• **Dataset records**
● ● ● ● ●

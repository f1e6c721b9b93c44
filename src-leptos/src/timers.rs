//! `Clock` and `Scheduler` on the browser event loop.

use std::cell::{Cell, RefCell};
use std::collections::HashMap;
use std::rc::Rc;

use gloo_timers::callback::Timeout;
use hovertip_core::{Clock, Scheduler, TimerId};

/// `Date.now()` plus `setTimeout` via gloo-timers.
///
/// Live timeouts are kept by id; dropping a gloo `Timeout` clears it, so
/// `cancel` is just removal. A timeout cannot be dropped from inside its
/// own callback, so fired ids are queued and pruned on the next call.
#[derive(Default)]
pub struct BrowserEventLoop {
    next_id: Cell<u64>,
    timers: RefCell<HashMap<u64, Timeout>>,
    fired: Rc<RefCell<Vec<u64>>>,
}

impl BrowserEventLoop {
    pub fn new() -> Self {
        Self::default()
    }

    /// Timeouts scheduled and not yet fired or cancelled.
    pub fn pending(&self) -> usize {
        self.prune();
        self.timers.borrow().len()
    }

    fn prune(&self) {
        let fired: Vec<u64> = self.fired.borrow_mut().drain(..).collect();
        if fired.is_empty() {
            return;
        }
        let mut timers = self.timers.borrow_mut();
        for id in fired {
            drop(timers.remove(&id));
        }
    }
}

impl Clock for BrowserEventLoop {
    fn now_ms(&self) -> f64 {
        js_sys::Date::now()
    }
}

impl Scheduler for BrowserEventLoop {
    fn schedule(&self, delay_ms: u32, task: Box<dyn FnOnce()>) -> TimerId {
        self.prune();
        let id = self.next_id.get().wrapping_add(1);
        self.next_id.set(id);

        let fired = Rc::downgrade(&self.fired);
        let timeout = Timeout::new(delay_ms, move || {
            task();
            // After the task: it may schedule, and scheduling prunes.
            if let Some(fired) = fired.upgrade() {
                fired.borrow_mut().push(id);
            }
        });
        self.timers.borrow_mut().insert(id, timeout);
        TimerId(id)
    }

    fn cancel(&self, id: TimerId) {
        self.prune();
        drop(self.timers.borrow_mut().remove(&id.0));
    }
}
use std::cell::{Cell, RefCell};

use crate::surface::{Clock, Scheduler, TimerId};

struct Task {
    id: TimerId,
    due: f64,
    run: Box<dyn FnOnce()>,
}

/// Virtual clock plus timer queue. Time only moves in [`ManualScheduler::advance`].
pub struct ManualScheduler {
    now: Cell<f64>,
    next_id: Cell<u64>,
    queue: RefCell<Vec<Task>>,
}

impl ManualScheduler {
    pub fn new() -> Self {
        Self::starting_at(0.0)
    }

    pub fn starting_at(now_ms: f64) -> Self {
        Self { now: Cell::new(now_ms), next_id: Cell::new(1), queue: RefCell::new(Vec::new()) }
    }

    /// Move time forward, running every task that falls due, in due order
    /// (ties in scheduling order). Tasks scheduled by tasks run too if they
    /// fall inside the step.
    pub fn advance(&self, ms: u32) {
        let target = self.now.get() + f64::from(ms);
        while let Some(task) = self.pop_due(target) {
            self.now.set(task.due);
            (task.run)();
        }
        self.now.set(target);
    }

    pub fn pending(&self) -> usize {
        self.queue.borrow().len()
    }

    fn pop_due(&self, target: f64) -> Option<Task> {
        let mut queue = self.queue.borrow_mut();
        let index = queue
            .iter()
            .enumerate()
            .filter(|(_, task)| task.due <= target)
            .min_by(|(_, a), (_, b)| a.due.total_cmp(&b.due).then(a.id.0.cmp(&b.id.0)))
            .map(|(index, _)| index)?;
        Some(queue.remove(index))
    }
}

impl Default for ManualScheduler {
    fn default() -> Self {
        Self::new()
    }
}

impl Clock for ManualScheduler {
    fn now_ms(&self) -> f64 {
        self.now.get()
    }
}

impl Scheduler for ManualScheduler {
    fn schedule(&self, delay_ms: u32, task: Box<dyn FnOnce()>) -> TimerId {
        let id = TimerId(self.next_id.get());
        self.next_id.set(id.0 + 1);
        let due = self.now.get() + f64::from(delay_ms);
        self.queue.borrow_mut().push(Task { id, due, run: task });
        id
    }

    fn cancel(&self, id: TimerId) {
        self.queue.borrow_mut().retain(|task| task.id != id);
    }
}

● ● ● ● ●

• **Assigned task**
Would you please transcribe the records above in full and exactly?

• **Written solution**
repository f1e6c721b9b93c44
filename src-leptos/src/timers.rs
//! `Clock` and `Scheduler` on the browser event loop.

use std::cell::{Cell, RefCell};
use std::collections::HashMap;
use std::rc::Rc;

use gloo_timers::callback::Timeout;
use hovertip_core::{Clock, Scheduler, TimerId};

/// `Date.now()` plus `setTimeout` via gloo-timers.
///
/// Live timeouts are kept by id; dropping a gloo `Timeout` clears it, so
/// `cancel` is just removal. A timeout cannot be dropped from inside its
/// own callback, so fired ids are queued and pruned on the next call.
#[derive(Default)]
pub struct BrowserEventLoop {
    next_id: Cell<u64>,
    timers: RefCell<HashMap<u64, Timeout>>,
    fired: Rc<RefCell<Vec<u64>>>,
}

impl BrowserEventLoop {
    pub fn new() -> Self {
        Self::default()
    }

    /// Timeouts scheduled and not yet fired or cancelled.
    pub fn pending(&self) -> usize {
        self.prune();
        self.timers.borrow().len()
    }

    fn prune(&self) {
        let fired: Vec<u64> = self.fired.borrow_mut().drain(..).collect();
        if fired.is_empty() {
            return;
        }
        let mut timers = self.timers.borrow_mut();
        for id in fired {
            drop(timers.remove(&id));
        }
    }
}

impl Clock for BrowserEventLoop {
    fn now_ms(&self) -> f64 {
        js_sys::Date::now()
    }
}

impl Scheduler for BrowserEventLoop {
    fn schedule(&self, delay_ms: u32, task: Box<dyn FnOnce()>) -> TimerId {
        self.prune();
        let id = self.next_id.get().wrapping_add(1);
        self.next_id.set(id);

        let fired = Rc::downgrade(&self.fired);
        let timeout = Timeout::new(delay_ms, move || {
            task();
            // After the task: it may schedule, and scheduling prunes.
            if let Some(fired) = fired.upgrade() {
                fired.borrow_mut().push(id);
            }
        });
        self.timers.borrow_mut().insert(id, timeout);
        TimerId(id)
    }

    fn cancel(&self, id: TimerId) {
        self.prune();
        drop(self.timers.borrow_mut().remove(&id.0));
    }
}
use std::cell::{Cell, RefCell};

use crate::surface::{Clock, Scheduler, TimerId};

struct Task {
    id: TimerId,
    due: f64,
    run: Box<dyn FnOnce()>,
}

/// Virtual clock plus timer queue. Time only moves in [`ManualScheduler::advance`].
pub struct ManualScheduler {
    now: Cell<f64>,
    next_id: Cell<u64>,
    queue: RefCell<Vec<Task>>,
}

impl ManualScheduler {
    pub fn new() -> Self {
        Self::starting_at(0.0)
    }

    pub fn starting_at(now_ms: f64) -> Self {
        Self { now: Cell::new(now_ms), next_id: Cell::new(1), queue: RefCell::new(Vec::new()) }
    }

    /// Move time forward, running every task that falls due, in due order
    /// (ties in scheduling order). Tasks scheduled by tasks run too if they
    /// fall inside the step.
    pub fn advance(&self, ms: u32) {
        let target = self.now.get() + f64::from(ms);
        while let Some(task) = self.pop_due(target) {
            self.now.set(task.due);
            (task.run)();
        }
        self.now.set(target);
    }

    pub fn pending(&self) -> usize {
        self.queue.borrow().len()
    }

    fn pop_due(&self, target: f64) -> Option<Task> {
        let mut queue = self.queue.borrow_mut();
        let index = queue
            .iter()
            .enumerate()
            .filter(|(_, task)| task.due <= target)
            .min_by(|(_, a), (_, b)| a.due.total_cmp(&b.due).then(a.id.0.cmp(&b.id.0)))
            .map(|(index, _)| index)?;
        Some(queue.remove(index))
    }
}

impl Default for ManualScheduler {
    fn default() -> Self {
        Self::new()
    }
}

impl Clock for ManualScheduler {
    fn now_ms(&self) -> f64 {
        self.now.get()
    }
}

impl Scheduler for ManualScheduler {
    fn schedule(&self, delay_ms: u32, task: Box<dyn FnOnce()>) -> TimerId {
        let id = TimerId(self.next_id.get());
        self.next_id.set(id.0 + 1);
        let due = self.now.get() + f64::from(delay_ms);
        self.queue.borrow_mut().push(Task { id, due, run: task });
        id
    }

    fn cancel(&self, id: TimerId) {
        self.queue.borrow_mut().retain(|task| task.id != id);
    }
}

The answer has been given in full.